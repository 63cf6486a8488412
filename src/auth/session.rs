//! Self-describing, time-boxed session tokens.
//!
//! A token is `base64url(claims JSON) "." base64url(HMAC-SHA256(claims segment))`.
//! Nothing is kept server side: validity is the signature plus the `exp` claim.

use base64::{Engine, engine::general_purpose::URL_SAFE_NO_PAD};
use chrono::{DateTime, Duration, Utc};
use hmac::{Hmac, Mac};
use serde::{Deserialize, Serialize};
use sha2::{Digest, Sha256, Sha512, digest::Output};
use subtle::ConstantTimeEq;

use crate::db::models::{Operator, OperatorId};
use crate::error::DeskError;

type HmacSha256 = Hmac<Sha256>;

const SESSION_KEY_CONTEXT: &[u8] = b"dnsdesk-session-token:";

#[derive(Debug, Clone, PartialEq, Eq, Serialize, Deserialize)]
pub struct SessionClaims {
    pub sub: OperatorId,
    pub usr: String,
    pub iat: i64,
    pub exp: i64,
}

/// Opaque bearer credential handed to the operator after login.
#[derive(Debug, Clone, PartialEq, Eq)]
pub struct SessionToken(pub String);

impl SessionToken {
    pub fn as_str(&self) -> &str {
        &self.0
    }
}

#[derive(Clone)]
pub struct SessionSigner {
    key: Output<Sha512>,
    ttl: Duration,
}

impl SessionSigner {
    pub fn new(secret: &str, ttl: Duration) -> Self {
        let key = Sha512::new()
            .chain_update(SESSION_KEY_CONTEXT)
            .chain_update(secret.as_bytes())
            .finalize();
        Self { key, ttl }
    }

    pub fn ttl(&self) -> Duration {
        self.ttl
    }

    pub fn issue(&self, operator: &Operator) -> Result<SessionToken, DeskError> {
        self.issue_at(operator, Utc::now())
    }

    pub fn issue_at(
        &self,
        operator: &Operator,
        now: DateTime<Utc>,
    ) -> Result<SessionToken, DeskError> {
        let claims = SessionClaims {
            sub: operator.id,
            usr: operator.username.clone(),
            iat: now.timestamp(),
            exp: (now + self.ttl).timestamp(),
        };
        let payload = serde_json::to_vec(&claims)?;
        let payload_b64 = URL_SAFE_NO_PAD.encode(payload);
        let tag_b64 = URL_SAFE_NO_PAD.encode(self.tag(payload_b64.as_bytes()));
        Ok(SessionToken(format!("{payload_b64}.{tag_b64}")))
    }

    pub fn verify(&self, token: &str) -> Result<SessionClaims, DeskError> {
        self.verify_at(token, Utc::now())
    }

    /// Check signature and expiry. Every failure is `Unauthorized`.
    pub fn verify_at(&self, token: &str, now: DateTime<Utc>) -> Result<SessionClaims, DeskError> {
        let token = token.strip_prefix("Bearer ").unwrap_or(token).trim();
        let (payload_b64, tag_b64) = token
            .split_once('.')
            .ok_or_else(|| invalid("malformed session token"))?;

        let presented = URL_SAFE_NO_PAD
            .decode(tag_b64)
            .map_err(|_| invalid("malformed session signature"))?;
        let expected = self.tag(payload_b64.as_bytes());
        if !bool::from(presented.as_slice().ct_eq(expected.as_slice())) {
            return Err(invalid("session signature mismatch"));
        }

        let payload = URL_SAFE_NO_PAD
            .decode(payload_b64)
            .map_err(|_| invalid("malformed session payload"))?;
        let claims: SessionClaims =
            serde_json::from_slice(&payload).map_err(|_| invalid("malformed session claims"))?;

        if now.timestamp() >= claims.exp {
            return Err(invalid("session expired"));
        }
        Ok(claims)
    }

    fn tag(&self, data: &[u8]) -> Vec<u8> {
        let mut mac = <HmacSha256 as Mac>::new(&self.key);
        mac.update(data);
        mac.finalize().into_bytes().to_vec()
    }
}

fn invalid(reason: &str) -> DeskError {
    DeskError::Unauthorized(reason.to_string())
}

◆ ◆ ◆

- [Problem to work on] When you reach the line with "type HmacSha256 = Hmac<Sha256>;" in the records above, start writing out lines exactly, and stop once the line with "#[derive(Debug, Clone, PartialEq, Eq)]" has been written; include nothing else.

- [Written reply]
type HmacSha256 = Hmac<Sha256>;

const SESSION_KEY_CONTEXT: &[u8] = b"dnsdesk-session-token:";

#[derive(Debug, Clone, PartialEq, Eq, Serialize, Deserialize)]
pub struct SessionClaims {
    pub sub: OperatorId,
    pub usr: String,
    pub iat: i64,
    pub exp: i64,
}

/// Opaque bearer credential handed to the operator after login.
#[derive(Debug, Clone, PartialEq, Eq)]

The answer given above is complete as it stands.